* Problem description:
Starting at the line that contains "let config = Self" and ending at the line that contains "const GD_DOCTOR: &str", the lines below are to be given again exactly, with nothing added.

* Dataset entries:

========

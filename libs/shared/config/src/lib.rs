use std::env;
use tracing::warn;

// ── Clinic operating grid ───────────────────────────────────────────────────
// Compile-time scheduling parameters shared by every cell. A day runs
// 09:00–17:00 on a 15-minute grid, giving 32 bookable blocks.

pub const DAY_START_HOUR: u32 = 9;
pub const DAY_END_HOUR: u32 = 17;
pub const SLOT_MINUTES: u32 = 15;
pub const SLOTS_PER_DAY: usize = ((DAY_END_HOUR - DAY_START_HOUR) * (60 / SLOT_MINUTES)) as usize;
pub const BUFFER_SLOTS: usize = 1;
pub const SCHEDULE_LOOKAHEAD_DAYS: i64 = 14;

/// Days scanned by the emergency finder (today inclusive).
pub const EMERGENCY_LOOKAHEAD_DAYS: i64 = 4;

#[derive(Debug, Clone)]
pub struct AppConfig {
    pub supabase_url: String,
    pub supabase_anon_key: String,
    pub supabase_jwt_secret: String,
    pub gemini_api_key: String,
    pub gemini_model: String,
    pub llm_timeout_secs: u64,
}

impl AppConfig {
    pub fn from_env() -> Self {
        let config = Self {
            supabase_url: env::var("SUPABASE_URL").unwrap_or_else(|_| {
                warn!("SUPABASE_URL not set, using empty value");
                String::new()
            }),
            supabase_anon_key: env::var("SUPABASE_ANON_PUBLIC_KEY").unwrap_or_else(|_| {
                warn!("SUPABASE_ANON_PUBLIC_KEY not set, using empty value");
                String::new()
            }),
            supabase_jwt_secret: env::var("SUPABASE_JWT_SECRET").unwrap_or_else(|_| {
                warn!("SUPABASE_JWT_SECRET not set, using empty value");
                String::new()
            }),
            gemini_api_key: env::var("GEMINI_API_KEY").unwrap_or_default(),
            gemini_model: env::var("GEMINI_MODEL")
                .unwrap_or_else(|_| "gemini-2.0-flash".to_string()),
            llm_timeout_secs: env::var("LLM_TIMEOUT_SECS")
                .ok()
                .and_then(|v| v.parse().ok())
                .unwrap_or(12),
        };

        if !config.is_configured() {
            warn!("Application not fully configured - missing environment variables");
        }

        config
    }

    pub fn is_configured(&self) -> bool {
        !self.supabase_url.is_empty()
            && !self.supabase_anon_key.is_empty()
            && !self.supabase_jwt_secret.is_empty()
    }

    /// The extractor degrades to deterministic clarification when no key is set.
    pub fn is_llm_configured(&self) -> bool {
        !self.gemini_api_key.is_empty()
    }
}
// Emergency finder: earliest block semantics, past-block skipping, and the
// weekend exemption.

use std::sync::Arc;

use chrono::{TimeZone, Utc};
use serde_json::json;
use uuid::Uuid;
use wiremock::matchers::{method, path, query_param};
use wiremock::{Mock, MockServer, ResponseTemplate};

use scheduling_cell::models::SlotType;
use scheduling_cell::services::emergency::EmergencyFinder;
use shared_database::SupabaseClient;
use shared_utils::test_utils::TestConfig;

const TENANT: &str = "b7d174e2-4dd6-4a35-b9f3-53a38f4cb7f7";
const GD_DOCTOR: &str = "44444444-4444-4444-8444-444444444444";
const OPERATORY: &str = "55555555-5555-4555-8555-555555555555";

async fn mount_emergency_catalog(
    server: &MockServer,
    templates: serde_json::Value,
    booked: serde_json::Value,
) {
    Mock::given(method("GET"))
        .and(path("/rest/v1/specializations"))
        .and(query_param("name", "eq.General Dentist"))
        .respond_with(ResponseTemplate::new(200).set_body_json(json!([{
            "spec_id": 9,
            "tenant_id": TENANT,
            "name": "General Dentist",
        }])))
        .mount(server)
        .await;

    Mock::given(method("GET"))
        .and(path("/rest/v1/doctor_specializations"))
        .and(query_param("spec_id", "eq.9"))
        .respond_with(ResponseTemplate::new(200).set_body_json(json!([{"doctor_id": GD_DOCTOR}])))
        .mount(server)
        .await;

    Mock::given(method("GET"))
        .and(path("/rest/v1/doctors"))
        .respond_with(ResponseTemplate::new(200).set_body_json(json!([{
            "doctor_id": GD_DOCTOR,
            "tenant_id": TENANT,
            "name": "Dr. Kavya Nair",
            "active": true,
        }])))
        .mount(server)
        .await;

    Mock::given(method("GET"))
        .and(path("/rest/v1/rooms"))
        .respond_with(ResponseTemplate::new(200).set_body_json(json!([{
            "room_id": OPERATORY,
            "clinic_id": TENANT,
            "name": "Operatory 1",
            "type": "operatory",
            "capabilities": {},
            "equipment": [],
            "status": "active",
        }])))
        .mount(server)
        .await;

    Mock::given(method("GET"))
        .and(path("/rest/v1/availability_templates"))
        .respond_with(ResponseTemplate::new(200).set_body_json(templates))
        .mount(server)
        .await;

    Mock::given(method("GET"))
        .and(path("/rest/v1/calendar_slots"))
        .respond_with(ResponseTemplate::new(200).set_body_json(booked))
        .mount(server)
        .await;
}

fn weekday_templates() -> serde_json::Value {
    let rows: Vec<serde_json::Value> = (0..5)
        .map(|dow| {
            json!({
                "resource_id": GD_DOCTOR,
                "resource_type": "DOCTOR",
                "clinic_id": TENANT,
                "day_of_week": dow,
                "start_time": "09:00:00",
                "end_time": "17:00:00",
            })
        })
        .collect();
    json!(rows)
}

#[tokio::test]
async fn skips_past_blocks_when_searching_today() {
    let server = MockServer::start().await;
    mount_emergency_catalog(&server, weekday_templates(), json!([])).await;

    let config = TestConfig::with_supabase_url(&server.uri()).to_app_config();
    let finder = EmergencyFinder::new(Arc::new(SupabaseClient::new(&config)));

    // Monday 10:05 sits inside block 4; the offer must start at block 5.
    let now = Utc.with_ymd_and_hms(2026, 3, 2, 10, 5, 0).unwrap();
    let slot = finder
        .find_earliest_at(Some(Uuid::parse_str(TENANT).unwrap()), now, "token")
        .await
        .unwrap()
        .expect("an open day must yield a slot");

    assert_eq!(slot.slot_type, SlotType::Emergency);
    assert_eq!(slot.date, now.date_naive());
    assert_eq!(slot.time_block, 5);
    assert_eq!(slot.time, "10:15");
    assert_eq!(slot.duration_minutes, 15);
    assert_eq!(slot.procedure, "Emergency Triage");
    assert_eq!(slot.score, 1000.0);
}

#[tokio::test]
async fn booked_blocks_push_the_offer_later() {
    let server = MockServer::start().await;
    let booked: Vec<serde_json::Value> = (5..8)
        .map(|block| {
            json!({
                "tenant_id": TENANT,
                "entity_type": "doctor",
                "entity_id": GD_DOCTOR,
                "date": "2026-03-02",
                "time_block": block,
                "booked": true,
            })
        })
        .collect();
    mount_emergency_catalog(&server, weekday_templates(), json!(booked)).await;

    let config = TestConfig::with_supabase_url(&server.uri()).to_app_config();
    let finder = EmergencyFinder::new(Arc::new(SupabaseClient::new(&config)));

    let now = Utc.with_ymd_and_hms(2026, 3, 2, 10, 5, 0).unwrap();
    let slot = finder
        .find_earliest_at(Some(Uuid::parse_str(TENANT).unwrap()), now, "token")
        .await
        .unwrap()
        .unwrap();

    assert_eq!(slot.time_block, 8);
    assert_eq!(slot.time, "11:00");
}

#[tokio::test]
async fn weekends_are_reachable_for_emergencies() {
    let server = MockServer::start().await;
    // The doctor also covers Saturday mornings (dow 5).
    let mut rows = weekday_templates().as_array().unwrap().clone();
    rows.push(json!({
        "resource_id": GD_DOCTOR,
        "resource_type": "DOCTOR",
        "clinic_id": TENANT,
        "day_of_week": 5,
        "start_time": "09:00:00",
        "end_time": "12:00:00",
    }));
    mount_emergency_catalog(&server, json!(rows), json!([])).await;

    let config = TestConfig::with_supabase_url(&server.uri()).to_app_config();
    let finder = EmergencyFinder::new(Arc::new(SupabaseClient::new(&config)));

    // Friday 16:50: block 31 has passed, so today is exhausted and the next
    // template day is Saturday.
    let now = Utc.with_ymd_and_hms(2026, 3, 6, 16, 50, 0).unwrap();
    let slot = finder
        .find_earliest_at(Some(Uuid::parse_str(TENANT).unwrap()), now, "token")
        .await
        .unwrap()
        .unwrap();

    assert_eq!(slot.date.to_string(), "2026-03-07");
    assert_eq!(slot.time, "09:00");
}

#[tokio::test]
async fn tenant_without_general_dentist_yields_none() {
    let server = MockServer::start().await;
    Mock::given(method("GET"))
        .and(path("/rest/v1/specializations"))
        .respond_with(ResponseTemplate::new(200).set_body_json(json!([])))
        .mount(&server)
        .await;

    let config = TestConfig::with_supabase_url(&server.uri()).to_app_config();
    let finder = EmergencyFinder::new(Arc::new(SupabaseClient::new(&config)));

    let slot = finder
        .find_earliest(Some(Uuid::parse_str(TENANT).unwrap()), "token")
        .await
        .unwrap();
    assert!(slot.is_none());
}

========

* Result below:
        let config = Self {
            supabase_url: env::var("SUPABASE_URL").unwrap_or_else(|_| {
                warn!("SUPABASE_URL not set, using empty value");
                String::new()
            }),
            supabase_anon_key: env::var("SUPABASE_ANON_PUBLIC_KEY").unwrap_or_else(|_| {
                warn!("SUPABASE_ANON_PUBLIC_KEY not set, using empty value");
                String::new()
            }),
            supabase_jwt_secret: env::var("SUPABASE_JWT_SECRET").unwrap_or_else(|_| {
                warn!("SUPABASE_JWT_SECRET not set, using empty value");
                String::new()
            }),
            gemini_api_key: env::var("GEMINI_API_KEY").unwrap_or_default(),
            gemini_model: env::var("GEMINI_MODEL")
                .unwrap_or_else(|_| "gemini-2.0-flash".to_string()),
            llm_timeout_secs: env::var("LLM_TIMEOUT_SECS")
                .ok()
                .and_then(|v| v.parse().ok())
                .unwrap_or(12),
        };

        if !config.is_configured() {
            warn!("Application not fully configured - missing environment variables");
        }

        config
    }

    pub fn is_configured(&self) -> bool {
        !self.supabase_url.is_empty()
            && !self.supabase_anon_key.is_empty()
            && !self.supabase_jwt_secret.is_empty()
    }

    /// The extractor degrades to deterministic clarification when no key is set.
    pub fn is_llm_configured(&self) -> bool {
        !self.gemini_api_key.is_empty()
    }
}
// Emergency finder: earliest block semantics, past-block skipping, and the
// weekend exemption.

use std::sync::Arc;

use chrono::{TimeZone, Utc};
use serde_json::json;
use uuid::Uuid;
use wiremock::matchers::{method, path, query_param};
use wiremock::{Mock, MockServer, ResponseTemplate};

use scheduling_cell::models::SlotType;
use scheduling_cell::services::emergency::EmergencyFinder;
use shared_database::SupabaseClient;
use shared_utils::test_utils::TestConfig;

const TENANT: &str = "b7d174e2-4dd6-4a35-b9f3-53a38f4cb7f7";
const GD_DOCTOR: &str = "44444444-4444-4444-8444-444444444444";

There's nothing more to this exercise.